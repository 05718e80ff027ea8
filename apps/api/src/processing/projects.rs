//! Project normalization and model-backed analysis.
//!
//! Extracted project entries arrive in whatever shape the model produced
//! (objects with varying key names, bare description strings). They are
//! normalized before prompting, and the analysis payload is coerced into a
//! strict schema afterwards.

use serde::Serialize;
use serde_json::Value;

use crate::llm_client::{LlmClient, ModelOutcome};
use crate::processing::certificates::coerce_score;
use crate::processing::models::{coerce_string_list, value_to_display_string, ProjectInsight};
use crate::processing::prompts;

const DOMAIN_WHITELIST: &[&str] = &[
    "web development",
    "ai/ml",
    "cloud",
    "full stack",
    "mobile app",
    "iot",
    "cybersecurity",
    "data science",
    "automation",
    "other",
];

const DESCRIPTION_TECH_HINTS: &[&str] = &[
    "python", "django", "react", "node", "java", "ml", "ai", "sql",
];

#[derive(Debug, Clone, Serialize, PartialEq)]
pub struct NormalizedProject {
    pub title: String,
    pub description: String,
    pub technologies: Vec<String>,
    pub details: Vec<String>,
}

/// Normalizes raw project entries. Object entries map their title-ish and
/// description-ish keys; bare strings become a description with a title cut
/// from the first few words and technologies guessed from keyword hints.
pub fn normalize_projects(raw: &[Value]) -> Vec<NormalizedProject> {
    raw.iter().filter_map(normalize_project).collect()
}

/// Title stand-in for untitled projects: the first five description words.
fn short_title(description: &str) -> String {
    let words: Vec<&str> = description.split_whitespace().collect();
    if words.len() > 5 {
        format!("{}...", words[..5].join(" "))
    } else {
        description.to_string()
    }
}

fn normalize_project(value: &Value) -> Option<NormalizedProject> {
    match value {
        Value::Object(map) => {
            let mut title = map
                .get("title")
                .or_else(|| map.get("name"))
                .map(value_to_display_string)
                .unwrap_or_default();
            let description = map
                .get("description")
                .or_else(|| map.get("summary"))
                .map(value_to_display_string)
                .unwrap_or_default();
            if title.is_empty() && description.is_empty() {
                return None;
            }
            if title.is_empty() {
                title = short_title(&description);
            }
            let technologies = map
                .get("technologies")
                .or_else(|| map.get("tech_stack"))
                .map(coerce_string_list)
                .unwrap_or_default();
            let details = description
                .split(". ")
                .map(str::trim)
                .filter(|s| !s.is_empty())
                .map(String::from)
                .collect();
            Some(NormalizedProject {
                title,
                description,
                technologies,
                details,
            })
        }
        Value::String(text) => {
            let text = text.trim();
            if text.is_empty() {
                return None;
            }
            let lower = text.to_lowercase();
            let technologies = DESCRIPTION_TECH_HINTS
                .iter()
                .filter(|hint| lower.contains(*hint))
                .map(|hint| hint.to_string())
                .collect();
            Some(NormalizedProject {
                title: short_title(text),
                description: text.to_string(),
                technologies,
                details: vec![text.to_string()],
            })
        }
        _ => None,
    }
}

/// Evaluation failures never sink a resume; they log and yield no insights.
pub async fn evaluate_projects(llm: &LlmClient, raw_projects: &[Value]) -> Vec<ProjectInsight> {
    let normalized = normalize_projects(raw_projects);
    if normalized.is_empty() {
        return Vec::new();
    }

    let projects_json =
        serde_json::to_string_pretty(&normalized).unwrap_or_else(|_| "[]".to_string());
    let prompt = prompts::project_prompt(&projects_json);
    match llm
        .call_outcome::<Value>(&prompt, prompts::EVALUATION_SYSTEM, 3000)
        .await
    {
        ModelOutcome::Parsed(value) => coerce_analysis(&value),
        ModelOutcome::UpstreamUnavailable(reason) => {
            tracing::warn!(%reason, "project evaluation unavailable, skipping");
            Vec::new()
        }
        ModelOutcome::Malformed { error, .. } => {
            tracing::warn!(%error, "malformed project evaluation, skipping");
            Vec::new()
        }
    }
}

/// Unwraps whichever container the model chose and coerces each entry.
pub fn coerce_analysis(value: &Value) -> Vec<ProjectInsight> {
    let items: Vec<&Value> = match value {
        Value::Array(items) => items.iter().collect(),
        Value::Object(map) => {
            if let Some(Value::Array(items)) =
                map.get("projects").or_else(|| map.get("results"))
            {
                items.iter().collect()
            } else if map.contains_key("project_title") {
                vec![value]
            } else if let Some(Value::Array(items)) =
                map.values().find(|v| v.is_array())
            {
                items.iter().collect()
            } else {
                return Vec::new();
            }
        }
        _ => return Vec::new(),
    };

    items.into_iter().filter_map(coerce_insight).collect()
}

fn coerce_insight(value: &Value) -> Option<ProjectInsight> {
    let obj = value.as_object()?;
    let field = |key: &str| obj.get(key).map(value_to_display_string).unwrap_or_default();
    let list = |key: &str| obj.get(key).map(coerce_string_list).unwrap_or_default();

    let insight = ProjectInsight {
        project_title: field("project_title"),
        summary: field("summary"),
        technologies: list("technologies"),
        domain: normalize_domain(&field("domain")),
        problem_statement: field("problem_statement"),
        features: list("features"),
        impact: field("impact"),
        complexity_level: normalize_complexity(&field("complexity_level")),
        relevance_score: coerce_score(obj.get("relevance_score")),
        missing_points: list("missing_points"),
        recommended_improvements: list("recommended_improvements"),
        role_mapping: list("role_mapping"),
    };

    let all_empty = insight.project_title.is_empty()
        && insight.summary.is_empty()
        && insight.impact.is_empty()
        && insight.problem_statement.is_empty();
    if all_empty {
        None
    } else {
        Some(insight)
    }
}

fn normalize_domain(raw: &str) -> String {
    let lower = raw.trim().to_lowercase();
    match DOMAIN_WHITELIST.iter().copied().find(|d| *d == lower) {
        Some("ai/ml") => "AI/ML".to_string(),
        Some("iot") => "IoT".to_string(),
        Some(domain) => domain
            .split(' ')
            .map(|w| {
                let mut chars = w.chars();
                match chars.next() {
                    Some(first) => first.to_uppercase().chain(chars).collect::<String>(),
                    None => String::new(),
                }
            })
            .collect::<Vec<_>>()
            .join(" "),
        None => "Other".to_string(),
    }
}

fn normalize_complexity(raw: &str) -> String {
    match raw.trim().to_lowercase().as_str() {
        "beginner" => "Beginner".to_string(),
        "advanced" => "Advanced".to_string(),
        _ => "Intermediate".to_string(),
    }
}

#[cfg(test)]
mod tests {
    use super::*;
    use serde_json::json;

    #[test]
    fn test_normalize_object_project() {
        let projects = normalize_projects(&[json!({
            "name": "Inventory Tracker",
            "summary": "Tracks stock levels. Sends low-stock alerts.",
            "tech_stack": "Python, PostgreSQL"
        })]);
        assert_eq!(projects.len(), 1);
        assert_eq!(projects[0].title, "Inventory Tracker");
        assert_eq!(projects[0].technologies, vec!["Python", "PostgreSQL"]);
        assert_eq!(projects[0].details.len(), 2);
    }

    #[test]
    fn test_normalize_string_project() {
        let projects = normalize_projects(&[json!(
            "Built a Django dashboard for real-time SQL analytics across teams"
        )]);
        assert_eq!(projects[0].title, "Built a Django dashboard for...");
        assert!(projects[0].technologies.contains(&"django".to_string()));
        assert!(projects[0].technologies.contains(&"sql".to_string()));
    }

    #[test]
    fn test_normalize_skips_empty_entries() {
        let projects = normalize_projects(&[json!({}), json!(""), json!(null)]);
        assert!(projects.is_empty());
    }

    #[test]
    fn test_coerce_analysis_wrapped_and_bare() {
        let entry = json!({
            "project_title": "Tracker",
            "summary": "s",
            "technologies": ["Rust"],
            "domain": "web development",
            "complexity_level": "ADVANCED",
            "relevance_score": "88"
        });
        for payload in [
            json!({"projects": [entry.clone()]}),
            json!({"results": [entry.clone()]}),
            json!([entry.clone()]),
            entry.clone(),
        ] {
            let insights = coerce_analysis(&payload);
            assert_eq!(insights.len(), 1);
            assert_eq!(insights[0].domain, "Web Development");
            assert_eq!(insights[0].complexity_level, "Advanced");
            assert_eq!(insights[0].relevance_score, 88);
        }
    }

    #[test]
    fn test_unknown_domain_becomes_other() {
        let insights = coerce_analysis(&json!([{
            "project_title": "X", "domain": "blockchain oracles", "complexity_level": "mid"
        }]));
        assert_eq!(insights[0].domain, "Other");
        assert_eq!(insights[0].complexity_level, "Intermediate");
    }

    #[test]
    fn test_all_empty_entry_dropped() {
        let insights = coerce_analysis(&json!([{"domain": "cloud", "impact": ""}]));
        assert!(insights.is_empty());
    }

    #[test]
    fn test_impact_alone_keeps_entry() {
        let insights = coerce_analysis(&json!([
            {"impact": "Cut deploy time in half"},
            {"technologies": ["Rust", "Postgres"]}
        ]));
        assert_eq!(insights.len(), 1);
        assert_eq!(insights[0].impact, "Cut deploy time in half");
    }

    #[test]
    fn test_untitled_object_project_gets_short_title() {
        let projects = normalize_projects(&[json!({
            "description": "Automated nightly reconciliation of payment ledgers across regions"
        })]);
        assert_eq!(projects[0].title, "Automated nightly reconciliation of payment...");

        let projects = normalize_projects(&[json!({"description": "Tiny script"})]);
        assert_eq!(projects[0].title, "Tiny script");
    }

    #[test]
    fn test_domain_acronym_casing() {
        let insights = coerce_analysis(&json!([
            {"project_title": "A", "domain": "AI/ML"},
            {"project_title": "B", "domain": "iot"},
            {"project_title": "C", "domain": "full stack"}
        ]));
        let domains: Vec<&str> = insights.iter().map(|i| i.domain.as_str()).collect();
        assert_eq!(domains, vec!["AI/ML", "IoT", "Full Stack"]);
    }
}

----------------------------------------

EXERCISE AIM -> In the lines above, spot each one that contains the word "from" and copy it.

YOUR RESPONSE ->
/// from the first few words and technologies guessed from keyword hints.
                .map(String::from)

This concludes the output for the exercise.